Catman (Thomas Reese Blake) is a character appearing in comic books published by DC Comics. He is part of Batman’s growing roster of enemies, debuting in the mid-1960s.

For decades, the character rarely appeared in comic books, as Batman stories returned to darker themes. A modern revival of the character in the pages of Green Arrow many years later depicted a Catman down on his luck, clinging to past glories, overweight, and pathetic.

In 2006, however, the character was rehabilitated by writer Gail Simone, depicting Blake as having picked himself up from the gutter, restoring his physical fitness and gaining a new sense of purpose and dignity while living with lions in Africa. Stories since then have depicted him as an attractive and capable antihero, and leader of the mercenary team Secret Six.

Publication history
Catman first appeared in Detective Comics #311 (January 1963) and was created by Bill Finger and Jim Mooney.

A different Cat-Man once opposed the Blackhawks in Blackhawk #141, but he has no connection with the more prominent Batman villain.

Fictional character biography

Origins

Pre-Crisis
Catman was originally Thomas Reese Blake, a world-famous trapper of jungle cats who turned to crime because he had grown bored with hunting and had squandered most of his millions. He became a burglar who committed his crimes in a catsuit made out of an ancient African cloth. His costume was modeled after Catwoman's disguise. Catwoman was none too pleased to have her modus operandi copied, which resulted in Selina Kyle (Catwoman) being wrongly implicated for Catman's crimes at least once, and so she initially helped Batman against him.

As with many Batman villains in their first appearances, Catman was originally a gimmicked villain who stole items along a "cat" theme, such as cat statues, "cat's eyes" emeralds, etc. His weapon of choice was a pair of steel claw-tipped gloves and the razor edged "catarang".

Catman would reappear once more, this time revealing that the orange African cloth in his uniform gave him nine lives. The character first shows his capability for good causes when he rescues Batwoman from nearly dying. He gives her some of his costume fabric, believing she too will have nine lives. He resumes his criminalistic ways, but Batwoman (temporarily infiltrating his trust to be his new partner, with a new costume as "Cat-Woman") reasons the entire cloth has only nine lives, not individual pieces, and manipulates events until Catman only has one remaining, causing him to turn himself in.

Outcast
In 1992, Catman appeared in Batman: Shadow of the Bat as a member of a team called "the Misfits", led by Killer Moth. The Misfits were portrayed as third-rate villains trying to prove themselves, foreshadowing Brad Meltzer's treatment of the character in Green Arrow.

Catman reappeared in a 1995 crossover between Shadow of the Bat and Catwoman.
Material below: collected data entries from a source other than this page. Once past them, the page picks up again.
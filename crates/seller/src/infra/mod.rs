pub mod buyer;
pub mod cli;
pub mod config;
pub mod dto;
pub mod mailbox;
pub mod observe;
pub mod seller;
pub mod signal_store;

pub use {buyer::BidTransport, config::Config, signal_store::SignalStore};
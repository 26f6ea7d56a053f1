use super::BidResponse;

/// Picks the highest positive bid. Ties are won by the response that comes
/// first, so callers control the tie-break through the order of the input.
pub fn select<'a>(responses: impl IntoIterator<Item = &'a BidResponse>) -> Option<&'a BidResponse> {
    responses
        .into_iter()
        .filter(|response| response.is_bid())
        .reduce(|best, response| {
            if response.amount > best.amount {
                response
            } else {
                best
            }
        })
}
In this story, the cloth that Catman's costume was made from was retconned as belonging to a South Sea cat cult. Catwoman was hired by the cult to return the cloth, but gave them a fake.
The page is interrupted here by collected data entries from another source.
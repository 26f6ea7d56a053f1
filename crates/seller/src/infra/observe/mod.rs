//! This module implements the observability for the seller. It exposes
//! functions which represent events that are meaningful to the system. These
//! functions are called when the corresponding events occur. They log the event
//! and update the metrics, if the event is worth measuring.

use {
    crate::{
        domain::{
            AuctionConfig,
            AuctionId,
            BidCandidate,
            BidResponse,
            Context,
            Origin,
            sequential::State,
        },
        infra::{buyer, mailbox, signal_store},
        util::http,
    },
    std::time::Duration,
};

pub mod metrics;

/// Setup the observability. The log argument configures the tokio tracing
/// framework.
pub fn init(log: &str, stderr_threshold: Option<tracing::Level>, use_json_logs: bool) {
    observe::tracing::initialize(&observe::Config::new(
        log,
        stderr_threshold,
        use_json_logs,
    ));
    metrics::init();
}

/// Renders the collected metrics in the prometheus text format.
pub fn encode_metrics() -> String {
    observe::metrics::encode(observe::metrics::get_registry())
}

/// Observe that a contextual auction is starting.
pub fn auction(seller: &Origin, context: &Context) {
    tracing::info!(
        %seller,
        auction_id = %context.auction_id,
        ad_type = %context.ad_type,
        fenced_frame = context.fenced_frame,
        "contextual auction"
    );
}

/// Observe that bids are about to be collected from the candidates.
pub fn fanout_started(auction_id: &AuctionId, candidates: usize, timeout: Duration) {
    tracing::debug!(%auction_id, candidates, ?timeout, "collecting contextual bids");
}

/// Observe that the bid collection deadline passed before every candidate
/// answered.
pub fn fanout_deadline(auction_id: &AuctionId, received: usize, candidates: usize) {
    tracing::info!(
        %auction_id,
        received,
        candidates,
        "bid collection deadline reached"
    );
    metrics::get().fanout_deadlines.inc();
}

/// Observe the end of a bid collection.
pub fn fanout_completed(
    auction_id: &AuctionId,
    received: usize,
    candidates: usize,
    elapsed: Duration,
) {
    tracing::debug!(%auction_id, received, candidates, ?elapsed, "collected contextual bids");
    metrics::get().fanout_seconds.observe(elapsed.as_secs_f64());
}

/// Observe a bid request to a buyer.
pub fn buyer_request(candidate: &BidCandidate) {
    tracing::trace!(
        buyer = %candidate.buyer,
        endpoint = %candidate.endpoint,
        auction_id = %candidate.auction_id,
        "requesting contextual bid"
    );
}

/// Observe the raw response of a buyer.
pub fn buyer_response(candidate: &BidCandidate, res: Result<&str, &http::Error>) {
    match res {
        Ok(res) => {
            tracing::trace!(buyer = %candidate.buyer, %res, "buyer response");
        }
        Err(err) => {
            tracing::debug!(buyer = %candidate.buyer, ?err, "buyer request failed");
        }
    }
}

/// Observe a parsed contextual bid.
pub fn bid(response: &BidResponse) {
    tracing::debug!(
        buyer = %response.buyer,
        auction_id = %response.auction_id,
        amount = %response.amount,
        "contextual bid"
    );
    let result = if response.is_bid() { "bid" } else { "no_bid" };
    metrics::get()
        .bids
        .with_label_values(&[response.buyer.as_str(), result])
        .inc();
}

/// Observe that a buyer failed to bid. The buyer is treated as bidding zero.
pub fn bid_failed(candidate: &BidCandidate, err: &buyer::Error) {
    tracing::warn!(
        buyer = %candidate.buyer,
        auction_id = %candidate.auction_id,
        ?err,
        "contextual bid failed"
    );
    metrics::get()
        .bids
        .with_label_values(&[candidate.buyer.as_str(), err.kind()])
        .inc();
}

/// Observe the winner of a contextual auction.
pub fn winner(auction_id: &AuctionId, winner: Option<&BidResponse>) {
    match winner {
        Some(winner) => tracing::info!(
            %auction_id,
            buyer = %winner.buyer,
            amount = %winner.amount,
            "contextual winner"
        ),
        None => tracing::info!(%auction_id, "no contextual winner"),
    }
    metrics::get()
        .auctions
        .with_label_values(&["contextual", result(winner)])
        .inc();
}

/// Observe a composed auction configuration.
pub fn composed(auction_id: &AuctionId, config: &AuctionConfig) {
    tracing::debug!(
        %auction_id,
        bid_floor = ?config.bid_floor(),
        ?config,
        "composed auction config"
    );
}

/// Observe that the signal store couldn't be read.
pub fn signal_store_failed(err: &signal_store::Error) {
    tracing::warn!(?err, "failed to read seller signals");
}

/// Observe a state transition of a sequential auction.
pub fn sequential_state(auction_id: &AuctionId, state: State) {
    tracing::debug!(%auction_id, %state, "sequential auction");
}

/// Observe that the coordinator waits for the next auction context.
pub fn awaiting_context() {
    tracing::trace!(state = %State::AwaitingContext, "sequential auction");
}

/// Observe that a requested seller isn't configured.
pub fn unknown_seller(auction_id: &AuctionId, seller: &Origin) {
    tracing::warn!(%auction_id, %seller, "skipping unknown seller");
}

/// Observe that a remote seller answered with an unusable component auction.
pub fn invalid_component(seller: &Origin, err: &serde_json::Error) {
    tracing::warn!(%seller, ?err, "discarded component auction config");
}

/// Observe the winner of a sequential auction.
pub fn sequential_winner(auction_id: &AuctionId, winner: Option<&BidResponse>) {
    match winner {
        Some(winner) => tracing::info!(
            %auction_id,
            buyer = %winner.buyer,
            amount = %winner.amount,
            "sequential auction winner"
        ),
        None => tracing::info!(%auction_id, "sequential auction without contextual winner"),
    }
    metrics::get()
        .auctions
        .with_label_values(&["sequential", result(winner)])
        .inc();
}

/// Observe that no seller had anything to offer.
pub fn no_eligible_ads(auction_id: &AuctionId) {
    tracing::info!(%auction_id, "no eligible ads");
    metrics::get()
        .auctions
        .with_label_values(&["sequential", "no_eligible_ads"])
        .inc();
}

/// Observe that a cross-context message was dropped.
pub fn message_rejected(envelope: &mailbox::Envelope, err: &mailbox::Error) {
    tracing::warn!(origin = %envelope.origin, ?err, "rejected message");
    metrics::get()
        .rejected_messages
        .with_label_values(&[err.reason()])
        .inc();
}

/// Observe that the result of an auction couldn't be encoded.
pub fn encoding_failed(auction_id: &AuctionId, err: &serde_json::Error) {
    tracing::error!(%auction_id, ?err, "failed to encode auction result");
}

/// Observe that nobody listens for the results of an auction anymore.
pub fn outbox_closed(auction_id: &AuctionId) {
    tracing::debug!(%auction_id, "outbox closed, dropping result");
}

fn result(winner: Option<&BidResponse>) -> &'static str {
    if winner.is_some() { "winner" } else { "no_winner" }
}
Catman remained in limbo until 2003, when he resurfaced as a foe of Green Arrow. Written by Brad Meltzer, Catman was portrayed as a pathetic, overweight loser who was looked down upon by other villains and who is easily defeated by Green Arrow. His hair had been dyed black, which he thought "made [him] look tougher".
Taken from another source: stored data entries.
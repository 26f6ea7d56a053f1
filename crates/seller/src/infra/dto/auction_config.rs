//! The auction configuration in the layout the on-device auction API expects.

use {
    crate::domain::{self, Origin, ResolvePolicy, Signals},
    serde::{Deserialize, Serialize},
    std::collections::BTreeMap,
    url::Url,
};

const DEFAULT_LOCAL_REPORTING: &str = "default-local-reporting";

#[derive(Debug, Serialize)]
#[serde(rename_all = "camelCase")]
pub struct AuctionConfig {
    #[serde(flatten)]
    top_level: ComponentAuctionConfig,
    component_auctions: Vec<ComponentAuctionConfig>,
}

impl AuctionConfig {
    pub fn from_domain(config: &domain::AuctionConfig) -> Self {
        Self {
            top_level: ComponentAuctionConfig::from_domain(&config.top_level),
            component_auctions: config
                .component_auctions
                .iter()
                .map(ComponentAuctionConfig::from_domain)
                .collect(),
        }
    }
}

#[derive(Debug, Serialize, Deserialize)]
#[serde(rename_all = "camelCase")]
pub struct ComponentAuctionConfig {
    seller: String,
    #[serde(rename = "decisionLogicURL")]
    decision_logic_url: Url,
    #[serde(
        rename = "trustedScoringSignalsURL",
        default,
        skip_serializing_if = "Option::is_none"
    )]
    trusted_scoring_signals_url: Option<Url>,
    #[serde(default, skip_serializing_if = "Vec::is_empty")]
    interest_group_buyers: Vec<String>,
    #[serde(default)]
    auction_signals: Signals,
    #[serde(default)]
    seller_signals: Signals,
    #[serde(default)]
    per_buyer_signals: BTreeMap<String, Signals>,
    #[serde(default)]
    resolve_to_config: bool,
    #[serde(default, skip_serializing_if = "Option::is_none")]
    seller_currency: Option<String>,
    #[serde(default, skip_serializing_if = "Option::is_none")]
    requested_size: Option<Size>,
    #[serde(
        rename = "deprecatedRenderURLReplacements",
        default,
        skip_serializing_if = "BTreeMap::is_empty"
    )]
    render_url_replacements: BTreeMap<String, String>,
    #[serde(default, skip_serializing_if = "Option::is_none")]
    seller_real_time_reporting_config: Option<RealTimeReporting>,
    #[serde(default, skip_serializing_if = "BTreeMap::is_empty")]
    per_buyer_real_time_reporting_config: BTreeMap<String, RealTimeReporting>,
}

#[derive(Debug, Serialize, Deserialize)]
struct Size {
    width: String,
    height: String,
}

#[derive(Debug, Serialize, Deserialize)]
struct RealTimeReporting {
    #[serde(rename = "type")]
    kind: String,
}

impl RealTimeReporting {
    fn default_local() -> Self {
        Self {
            kind: DEFAULT_LOCAL_REPORTING.to_owned(),
        }
    }
}

impl ComponentAuctionConfig {
    pub fn from_domain(config: &domain::ComponentAuctionConfig) -> Self {
        let reporting = config.real_time_reporting;
        Self {
            seller: config.seller.to_string(),
            decision_logic_url: config.decision_logic_url.clone(),
            trusted_scoring_signals_url: config.trusted_scoring_signals_url.clone(),
            interest_group_buyers: config
                .interest_group_buyers
                .iter()
                .map(ToString::to_string)
                .collect(),
            auction_signals: config.auction_signals.clone(),
            seller_signals: config.seller_signals.clone(),
            per_buyer_signals: config
                .per_buyer_signals
                .iter()
                .map(|(buyer, signals)| (buyer.to_string(), signals.clone()))
                .collect(),
            resolve_to_config: config.resolve_policy == ResolvePolicy::Config,
            seller_currency: config.currency.clone(),
            requested_size: config.requested_size.as_ref().map(|size| Size {
                width: size.width.clone(),
                height: size.height.clone(),
            }),
            render_url_replacements: config.render_url_replacements.clone(),
            seller_real_time_reporting_config: reporting.then(RealTimeReporting::default_local),
            per_buyer_real_time_reporting_config: if reporting {
                config
                    .interest_group_buyers
                    .iter()
                    .map(|buyer| (buyer.to_string(), RealTimeReporting::default_local()))
                    .collect()
            } else {
                Default::default()
            },
        }
    }

    pub fn into_domain(self) -> domain::ComponentAuctionConfig {
        domain::ComponentAuctionConfig {
            seller: Origin(self.seller),
            decision_logic_url: self.decision_logic_url,
            trusted_scoring_signals_url: self.trusted_scoring_signals_url,
            interest_group_buyers: self.interest_group_buyers.into_iter().map(Origin).collect(),
            auction_signals: self.auction_signals,
            seller_signals: self.seller_signals,
            per_buyer_signals: self
                .per_buyer_signals
                .into_iter()
                .map(|(buyer, signals)| (Origin(buyer), signals))
                .collect(),
            resolve_policy: if self.resolve_to_config {
                ResolvePolicy::Config
            } else {
                ResolvePolicy::Url
            },
            currency: self.seller_currency,
            requested_size: self.requested_size.map(|size| domain::composer::Size {
                width: size.width,
                height: size.height,
            }),
            render_url_replacements: self.render_url_replacements,
            real_time_reporting: self.seller_real_time_reporting_config.is_some(),
        }
    }
}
Monsieur Mallah sends Warp to abduct Blake, the implication being that Catman had met a rather grisly end as Mallah's dinner; this situation is alluded to by Blake, when he joins the Secret Six: "You know you've hit rock bottom when a monkey and a Frenchman don't consider you worth killing". When he later meets Monsieur Mallah, he comments that he has no desire to see the gorilla's stomach again.

Secret Six
In the 2005 mini-series Villains United, Catman resurfaced in Africa, where he attempted to resalvage his life and began living with a pride of lions. He used this time to lose weight and regain his sense of self-worth and fighting skills. This 'perfect existence' would be shattered by the arrival of the Secret Society of Super Villains, however. Seeking to unite all of Earth's super-villains under his control, Lex Luthor (secretly Alexander Luthor, Jr. of the original Earth-Three in disguise) sought to recruit Catman into the fold as a minion, only to be rejected. It was initially believed that an angry Lex Luthor had Deathstroke kill the lions Catman was living with in retaliation for being rejected by a "nobody" but this was later revealed to have been a misdirection.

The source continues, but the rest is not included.